The Report Card 2016 assessed the reported results of Reef Water Quality Protection Plan 2013 actions up to June 2016, including progress towards the 2018 targets.
Reducing nitrogen run-off
“We have seen steady improvement in reducing all pollutants, including good reduction in dissolved inorganic nitrogen in the Burdekin,” said the Minister for the Environment and Energy, the Hon Josh Frydenberg MP.
Modelled annual average loads reduced by a further 5.5 per cent in the Burdekin, up to a total of 25.5 per cent.
“Improved nitrogen and irrigation management by sugarcane growers and the highly targeted Phase 1 Reef Trust Reverse Tender and the RP20 Burdekin Nitrogen Project were key to delivering this result. We expect to see accelerated progress towards the targets in future years as the outcomes of investments under the five Reef Trust phases and the Queensland Reef Water Quality Program are reported,” said Minister Frydenberg.
Queensland Minister for Environment, the Hon Steven Miles MP, thanked canegrowers in Queensland for their part in reducing nitrogen on their farms.
“This is thanks to the efforts of sugarcane growers who have improved their nitrogen and irrigation management practices. Farmers are benefitting from these changes as they can improve their productivity while reducing their nitrogen fertiliser application rates,” said Minister Miles
Reducing sediment run-off
Modelled annual average loads of sediment also reduced by a further 4.1 per cent in the Fitzroy, up to a total of 9.6 per cent.
“Fitzroy graziers are to be commended. Their efforts plus the clever targeting of investment in streambank protection is behind this result. Landholders are making changes on their farm which not only provide great outcomes for the Reef, but also improve their profitability and productivity,” said Minister Frydenberg.
Reporting wetland condition
For the first time, the state of and pressures on wetland environmental values were reported across the Great Barrier Reef. Overall, natural freshwater floodplain wetlands were in moderate condition.

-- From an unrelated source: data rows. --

//! Slippy-map tile coordinates and the grid orientation convention.
//!
//! Uses the OpenStreetMap Slippy Map tile naming convention:
//! - `z` is the zoom level
//! - `x` is the column (0 to 2^z - 1, from west to east)
//! - `y` is the row (0 to 2^z - 1, from north to south)
//!
//! At zoom level 12 each tile covers ~0.088° of longitude (about 9.8 km at the
//! equator), which the cache samples with a 16x16 grid (~650 m spacing).
//!
//! ## Grid orientation
//!
//! Every elevation grid in this workspace is laid out the same way, and
//! [`TileBounds::sample_position`] is the single definition of it:
//! - row 0 is the north edge (`max_lat`), rows increase southward
//! - column 0 is the west edge (`min_lon`), columns increase eastward
//! - samples are spaced linearly in degrees and include both edges

use crate::{Result, TerrainError};
use std::f64::consts::PI;

/// Minimum valid zoom level.
pub const MIN_ZOOM: u8 = 1;

/// Maximum valid zoom level.
pub const MAX_ZOOM: u8 = 20;

/// Default zoom level (~30 m source data sampled on a ~650 m grid).
pub const DEFAULT_ZOOM: u8 = 12;

/// Latitude limit of the Web Mercator projection (arctan(sinh(π))).
const MERCATOR_MAX_LAT: f64 = 85.0511;

/// Nudge applied to the east/south edges of a region so a box ending exactly on
/// a tile boundary does not pull in the neighbouring tile.
const REGION_EDGE_EPSILON: f64 = 1e-11;

/// OSM-style tile coordinates (z, x, y).
#[derive(Debug, Clone, Copy, PartialEq, Eq, Hash, PartialOrd, Ord, serde::Serialize, serde::Deserialize)]
pub struct TileCoord {
    /// Zoom level.
    pub z: u8,
    /// X coordinate (column, 0 at 180°W, increases eastward).
    pub x: u32,
    /// Y coordinate (row, 0 at ~85.05°N, increases southward).
    pub y: u32,
}

impl TileCoord {
    /// Create a tile coordinate, validating the ranges for the zoom level.
    pub fn new(z: u8, x: u32, y: u32) -> Result<Self> {
        if !(MIN_ZOOM..=MAX_ZOOM).contains(&z) {
            return Err(TerrainError::InvalidZoomLevel(z));
        }
        let max_coord = 1u32 << z;
        if x >= max_coord || y >= max_coord {
            return Err(TerrainError::InvalidTileCoord { z, x, y });
        }
        Ok(Self { z, x, y })
    }

    /// Convert latitude/longitude to tile coordinates.
    ///
    /// Uses the OpenStreetMap Slippy Map tiling formula:
    /// - x = floor((lon + 180) / 360 * 2^z)
    /// - y = floor((1 - ln(tan(lat) + sec(lat)) / π) / 2 * 2^z)
    ///
    /// Latitudes beyond the Mercator limit are clamped, and x/y are clamped to
    /// the valid range (handles exactly ±180°).
    pub fn from_lat_lon(lat: f64, lon: f64, z: u8) -> Result<Self> {
        if !(MIN_ZOOM..=MAX_ZOOM).contains(&z) {
            return Err(TerrainError::InvalidZoomLevel(z));
        }

        let lat_clamped = lat.clamp(-MERCATOR_MAX_LAT, MERCATOR_MAX_LAT);
        let lon_clamped = lon.clamp(-180.0, 180.0);
        let n = (1u32 << z) as f64;

        let x = ((lon_clamped + 180.0) / 360.0 * n).floor().max(0.0) as u32;

        let lat_rad = lat_clamped.to_radians();
        let y = ((1.0 - (lat_rad.tan() + 1.0 / lat_rad.cos()).ln() / PI) / 2.0 * n)
            .floor()
            .max(0.0) as u32;

        let max_coord = (1u32 << z) - 1;
        Ok(Self {
            z,
            x: x.min(max_coord),
            y: y.min(max_coord),
        })
    }

    /// Get the bounding box for this tile.
    pub fn bounds(&self) -> TileBounds {
        let n = (1u32 << self.z) as f64;

        let min_lon = self.x as f64 / n * 360.0 - 180.0;
        let max_lon = (self.x + 1) as f64 / n * 360.0 - 180.0;

        // Inverse of the Slippy Map formula
        let max_lat = (PI * (1.0 - 2.0 * self.y as f64 / n)).sinh().atan().to_degrees();
        let min_lat = (PI * (1.0 - 2.0 * (self.y + 1) as f64 / n)).sinh().atan().to_degrees();

        TileBounds {
            min_lat,
            max_lat,
            min_lon,
            max_lon,
        }
    }

    /// Key under which this tile's grid is persisted in a cache store.
    pub fn cache_key(&self) -> String {
        format!("tile:{}:{}:{}", self.z, self.x, self.y)
    }
}

impl std::fmt::Display for TileCoord {
    fn fmt(&self, f: &mut std::fmt::Formatter<'_>) -> std::fmt::Result {
        write!(f, "{}/{}/{}", self.z, self.x, self.y)
    }
}

/// Enumerate all tiles at zoom `z` intersecting a lat/lon box.
///
/// Tiles are returned column by column (x outer, y inner), west to east and
/// north to south.
pub fn tiles_in_region(
    min_lat: f64,
    min_lon: f64,
    max_lat: f64,
    max_lon: f64,
    z: u8,
) -> Result<Vec<TileCoord>> {
    let east = (max_lon - REGION_EDGE_EPSILON).max(min_lon);
    let south = (min_lat + REGION_EDGE_EPSILON).min(max_lat);

    let top_left = TileCoord::from_lat_lon(max_lat, min_lon, z)?;
    let bottom_right = TileCoord::from_lat_lon(south, east, z)?;

    let mut tiles = Vec::new();
    for x in top_left.x..=bottom_right.x {
        for y in top_left.y..=bottom_right.y {
            tiles.push(TileCoord { z, x, y });
        }
    }
    Ok(tiles)
}

/// Geographic bounds of a tile.
#[derive(Debug, Clone, Copy, PartialEq, serde::Serialize, serde::Deserialize)]
pub struct TileBounds {
    /// Minimum latitude (south edge).
    pub min_lat: f64,
    /// Maximum latitude (north edge).
    pub max_lat: f64,
    /// Minimum longitude (west edge).
    pub min_lon: f64,
    /// Maximum longitude (east edge).
    pub max_lon: f64,
}

impl TileBounds {
    /// Check if a coordinate is within the bounds.
    pub fn contains(&self, lat: f64, lon: f64) -> bool {
        lat >= self.min_lat && lat <= self.max_lat && lon >= self.min_lon && lon <= self.max_lon
    }

    /// Geographic position of grid cell (`row`, `col`) in a `grid_size` grid.
    ///
    /// Row 0 is the north edge, column 0 the west edge. This is the only place
    /// the orientation is defined; the cache writer, the interpolator and the
    /// sieve all go through it or its inverse [`TileBounds::fractional_index`].
    pub fn sample_position(&self, row: usize, col: usize, grid_size: usize) -> (f64, f64) {
        let (lat_step, lon_step) = self.steps(grid_size);
        let lat = self.max_lat - row as f64 * lat_step;
        let lon = self.min_lon + col as f64 * lon_step;
        (lat, lon)
    }

    /// Fractional (row, col) of a coordinate in a `grid_size` grid.
    ///
    /// Values are clamped to `[0, grid_size - 1]` so coordinates on or slightly
    /// beyond the tile edge resolve to the edge samples.
    pub fn fractional_index(&self, lat: f64, lon: f64, grid_size: usize) -> (f64, f64) {
        let last = grid_size.saturating_sub(1) as f64;
        let lat_range = self.max_lat - self.min_lat;
        let lon_range = self.max_lon - self.min_lon;
        if last == 0.0 || lat_range <= 0.0 || lon_range <= 0.0 {
            return (0.0, 0.0);
        }

        let row = (self.max_lat - lat) / lat_range * last;
        let col = (lon - self.min_lon) / lon_range * last;
        (clamp_index(row, last), clamp_index(col, last))
    }

    fn steps(&self, grid_size: usize) -> (f64, f64) {
        if grid_size < 2 {
            return (0.0, 0.0);
        }
        let last = (grid_size - 1) as f64;
        (
            (self.max_lat - self.min_lat) / last,
            (self.max_lon - self.min_lon) / last,
        )
    }
}

fn clamp_index(value: f64, last: f64) -> f64 {
    if value.is_nan() {
        0.0
    } else {
        value.clamp(0.0, last)
    }
}

/// SRTM-style height file name for the 1x1 degree cell containing a point.
///
/// Produces names like `N45W123.hgt`, the convention expected by external
/// terrain tools that read raw SRTM cells.
pub fn srtm_filename(lat: f64, lon: f64) -> String {
    let ns = if lat >= 0.0 { 'N' } else { 'S' };
    let ew = if lon >= 0.0 { 'E' } else { 'W' };
    let lat_deg = (lat.floor() as i32).unsigned_abs();
    let lon_deg = (lon.floor() as i32).unsigned_abs();
    format!("{}{:02}{}{:03}.hgt", ns, lat_deg, ew, lon_deg)
}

“Wetlands are invaluable for protecting the Great Barrier Reef as they provide a vital connection between freshwater areas and the marine environment. They are nature’s water filter and help improve the quality of water flowing to the Reef while also providing carbon storage. We will report wetland condition every four years, tracking trends against this baseline information,” said Minister Miles.
Combating coral bleaching
The report card confirmed coral bleaching and mortality was highly variable across the Great Barrier Reef, with inshore coral reefs south of the Daintree in the Wet Tropics in moderate condition in 2015-2016. Corals in the far northern and northern regions between Port Douglas and Cape York were the most affected by coral bleaching.
This report card does not detail the full extent of the coral loss from the back-to-back bleaching events in 2016 and 2017 and from severe tropical cyclone Debbie. These results will be detailed in future report cards but, in the meantime, the latest information can be found on the Great Barrier Reef Marine Park Authority website.
“A lack of cyclonic activity in 2015-2016 allowed coral and seagrass communities in the southern parts of the Reef to recover from the effects of multiple severe weather events in previous years. However, recovery is still in the early stages and the legacy of impacts from severe tropical cyclones may last for decades,” said Minister Miles.
The Reef Water Quality Protection Plan has also recently been updated. The new plan – the draft Reef 2050 Water Quality Improvement Plan 2017-2022 – includes water quality targets for catchments that flow to the Reef and future report cards will assess progress towards these new targets.